Pets can be a precious companion for older people. Do you have any concerns about the amount of money older people can spend on pet remedies that have not been proven to have medicinal value?

Ric Odom: We suggest that all pet owners build up a good relationship with their vet, and take their advice on care and any medical treatment needed for their pets.

How can older people who live houses too small for a pet volunteer at the SPCA to enjoy the benefit of time with the animals they love?

Ric Odom: SPCA centres across the country always need volunteers to help the animals. Often centres struggle to find people to help during the weekdays, so if you are retired, working short shifts Monday – Friday could be a great option.

Some volunteering work with the animals can be more physically demanding and might not suit, but many SPCAs also require volunteer assistance with administrative work , lighter activities with smaller animals, , gardening, cleaning and even in the laundry. If you’re interested in volunteering, it’s best to talk to your local SPCA and chat with them about what kind of work would be best for you.

If you can’t commit to an animal full-time, but could offer a temporary home then fostering is a great way to help give an animal a second chance at life. Many of the animals that come into the SPCA need a little extra TLC before finding their forever home, and foster parents help them while they recover from surgery, illness, or put on a  little more weight.

Without volunteers, the SPCA simply wouldn’t be able to do the work that we do, and this help is always gratefully received.

Can you please give some tips for an older person wanting to adopt an animal?
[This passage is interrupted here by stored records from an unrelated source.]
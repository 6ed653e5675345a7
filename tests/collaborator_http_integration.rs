use std::sync::{Arc, Mutex};

use tokio::io::{AsyncReadExt, AsyncWriteExt};
use tokio::net::{TcpListener, TcpStream};
use tokio::sync::mpsc;

use net_sentinel::ai::{Advisor, AdvisorySource, AiMode, AiSettings};
use net_sentinel::scanner::DEGRADED_SCAN_NOTICE;
use net_sentinel::{
    AppContext, AppEvent, Device, RiskTier, ScanOrchestrator, ScanRequest, ScanSettings,
    ScanSource, fallback_devices,
};

/// One-route HTTP responder answering every request with `status` and `body`.
/// Request bodies are forwarded on the returned channel.
async fn spawn_responder(
    status: &'static str,
    body: &'static str,
) -> (String, mpsc::UnboundedReceiver<String>) {
    let listener = TcpListener::bind("127.0.0.1:0")
        .await
        .expect("test listener should bind");
    let addr = listener.local_addr().expect("listener has an address");
    let (tx, rx) = mpsc::unbounded_channel();

    tokio::spawn(async move {
        while let Ok((mut stream, _)) = listener.accept().await {
            let tx = tx.clone();
            tokio::spawn(async move {
                let request_body = read_request_body(&mut stream).await;
                let _ = tx.send(request_body);
                let response = format!(
                    "HTTP/1.1 {}\r\nContent-Type: application/json\r\nContent-Length: {}\r\nConnection: close\r\n\r\n{}",
                    status,
                    body.len(),
                    body
                );
                let _ = stream.write_all(response.as_bytes()).await;
                let _ = stream.shutdown().await;
            });
        }
    });

    (format!("http://{}/ip-send", addr), rx)
}

async fn read_request_body(stream: &mut TcpStream) -> String {
    let mut buf = Vec::new();
    let mut chunk = [0u8; 4096];

    loop {
        let Ok(n) = stream.read(&mut chunk).await else {
            break;
        };
        if n == 0 {
            break;
        }
        buf.extend_from_slice(&chunk[..n]);

        let text = String::from_utf8_lossy(&buf);
        if let Some(header_end) = text.find("\r\n\r\n") {
            let content_length = text[..header_end]
                .lines()
                .find_map(|line| {
                    let (name, value) = line.split_once(':')?;
                    name.eq_ignore_ascii_case("content-length")
                        .then(|| value.trim().parse::<usize>().ok())
                        .flatten()
                })
                .unwrap_or(0);
            let body_start = header_end + 4;
            if buf.len() >= body_start + content_length {
                return String::from_utf8_lossy(&buf[body_start..body_start + content_length])
                    .to_string();
            }
        }
    }

    String::new()
}

fn scan_settings(endpoint: String) -> ScanSettings {
    ScanSettings {
        endpoint,
        timeout_ms: 5_000,
        fallback_delay_ms: 0,
    }
}

fn capturing_context() -> (AppContext, Arc<Mutex<Vec<AppEvent>>>) {
    let events: Arc<Mutex<Vec<AppEvent>>> = Arc::new(Mutex::new(Vec::new()));
    let sink = Arc::clone(&events);
    let context = AppContext::from_env()
        .with_ai_settings(AiSettings::disabled())
        .with_event_hook(Arc::new(move |event| {
            sink.lock()
                .expect("event lock should not be poisoned")
                .push(event.clone());
        }));
    (context, events)
}

fn degraded_messages(events: &Arc<Mutex<Vec<AppEvent>>>) -> Vec<String> {
    events
        .lock()
        .expect("event lock should not be poisoned")
        .iter()
        .filter_map(|event| match event {
            AppEvent::Degraded { component, message } if component == "scan" => {
                Some(message.clone())
            }
            _ => None,
        })
        .collect()
}

#[tokio::test]
async fn server_error_degrades_to_fallback_with_one_notice() {
    let (endpoint, _requests) = spawn_responder("500 Internal Server Error", "{}").await;
    let (context, events) = capturing_context();
    let scanner = ScanOrchestrator::from_settings(&scan_settings(endpoint))
        .expect("scanner should build");

    let result = scanner
        .scan(&ScanRequest::new("192.168.1.0/24", true), &context)
        .await;

    assert_eq!(result.source, ScanSource::Fallback);
    assert_eq!(result.devices, fallback_devices());

    let notices = degraded_messages(&events);
    assert_eq!(notices.len(), 1);
    assert!(notices[0].starts_with(DEGRADED_SCAN_NOTICE));
    assert!(notices[0].contains("500"));
}

#[tokio::test]
async fn empty_device_array_counts_as_failure() {
    let (endpoint, _requests) = spawn_responder("200 OK", "[]").await;
    let (context, events) = capturing_context();
    let scanner = ScanOrchestrator::from_settings(&scan_settings(endpoint))
        .expect("scanner should build");

    let result = scanner
        .scan(&ScanRequest::new("10.0.0.0/24", true), &context)
        .await;

    assert!(result.is_degraded());
    assert_eq!(degraded_messages(&events).len(), 1);
}

#[tokio::test]
async fn unreachable_scanner_degrades_to_fallback() {
    let (context, events) = capturing_context();
    let scanner = ScanOrchestrator::from_settings(&scan_settings(
        "http://127.0.0.1:1/ip-send".to_string(),
    ))
    .expect("scanner should build");

    let result = scanner
        .scan(&ScanRequest::new("10.0.0.0/24", true), &context)
        .await;

    assert_eq!(result.devices, fallback_devices());
    assert_eq!(degraded_messages(&events).len(), 1);
}

#[tokio::test]
async fn legacy_shaped_response_is_ingested() {
    let body = r#"[
        {"ip": "10.0.0.5", "type": "Linux Server", "os": "Debian 12", "vulns": [
            {"port": 23, "service": "Telnet", "risk": "HIGH", "info": "cleartext admin"},
            {"port": 80, "service": "HTTP", "riskTier": "medium", "fix": "Enable HTTPS"},
            {"port": 8443, "service": "https-alt", "risk": "critical"}
        ]},
        {"ip": "10.0.0.9", "vulns": null}
    ]"#;
    let (endpoint, mut requests) = spawn_responder("200 OK", body).await;
    let (context, events) = capturing_context();
    let scanner = ScanOrchestrator::from_settings(&scan_settings(endpoint))
        .expect("scanner should build");

    let result = scanner
        .scan(&ScanRequest::new("10.0.0.0/24", false), &context)
        .await;

    assert_eq!(result.source, ScanSource::Live);
    assert!(degraded_messages(&events).is_empty());
    assert_eq!(result.devices.len(), 2);

    let server = &result.devices[0];
    assert_eq!(server.platform.as_deref(), Some("Debian 12"));
    assert_eq!(server.vulnerabilities.len(), 2, "unknown tier is excluded");
    assert_eq!(server.vulnerabilities[0].risk_tier, RiskTier::High);
    assert_eq!(server.vulnerabilities[0].description, "cleartext admin");
    assert_eq!(
        server.vulnerabilities[1].remediation.as_deref(),
        Some("Enable HTTPS")
    );
    assert_eq!(result.devices[1].category, "Unknown Device");

    let sent = requests.recv().await.expect("scanner received a request");
    let sent: serde_json::Value = serde_json::from_str(&sent).expect("request body is JSON");
    assert_eq!(sent["address"], "10.0.0.0/24");
    assert_eq!(sent["deepScan"], false);
}

#[tokio::test]
async fn narrative_service_answer_is_used_verbatim() {
    let (endpoint, mut requests) =
        spawn_responder("200 OK", r#"{"analysis":"Telnet is exposed. Disable it."}"#).await;
    let settings = AiSettings {
        enabled: true,
        mode: AiMode::Service,
        service_endpoint: endpoint,
        ..AiSettings::disabled()
    };
    let device = Device::new("10.0.0.5", "Linux Server");

    let advisory = Advisor::from_settings(&settings).analyze(&device).await;

    assert_eq!(advisory.source, AdvisorySource::Ai);
    assert_eq!(advisory.text, "Telnet is exposed. Disable it.");
    assert_eq!(advisory.ai_provider.as_deref(), Some("service"));

    let sent = requests.recv().await.expect("service received a request");
    let sent: serde_json::Value = serde_json::from_str(&sent).expect("request body is JSON");
    assert_eq!(sent["scanData"]["address"], "10.0.0.5");
}

#[tokio::test]
async fn blank_narrative_falls_back_to_local_report() {
    let (endpoint, _requests) = spawn_responder("200 OK", r#"{"analysis":"   "}"#).await;
    let settings = AiSettings {
        enabled: true,
        mode: AiMode::Service,
        service_endpoint: endpoint,
        ..AiSettings::disabled()
    };
    let device = Device::new("10.0.0.5", "Linux Server");

    let advisory = Advisor::from_settings(&settings).analyze(&device).await;

    assert_eq!(advisory.source, AdvisorySource::Fallback);
    assert!(advisory.text.contains("SYSTEM SECURE"));
    assert!(advisory.ai_error.unwrap_or_default().contains("empty"));
}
Ric Odom: The most important thing to consider for any person wanting to adopt a pet, is if it matches your lifestyle and energy levels. For example, if you’re unable to commit to daily walks with a dog, you could consider adopting a small animal, or if you’d like a calm and quiet pet, a lap cat would be a great choice.

Adopting a senior animal rather than a puppy or kitten might be a good option as they generally have less energy and are more settled with an established personality. There are thousands of animals at SPCA centres across the country, so if you can open your heart and home to an animal we encourage you to look at rescuing one of these. Our SPCA staff and volunteers will be able to help match you with the perfect animal for you.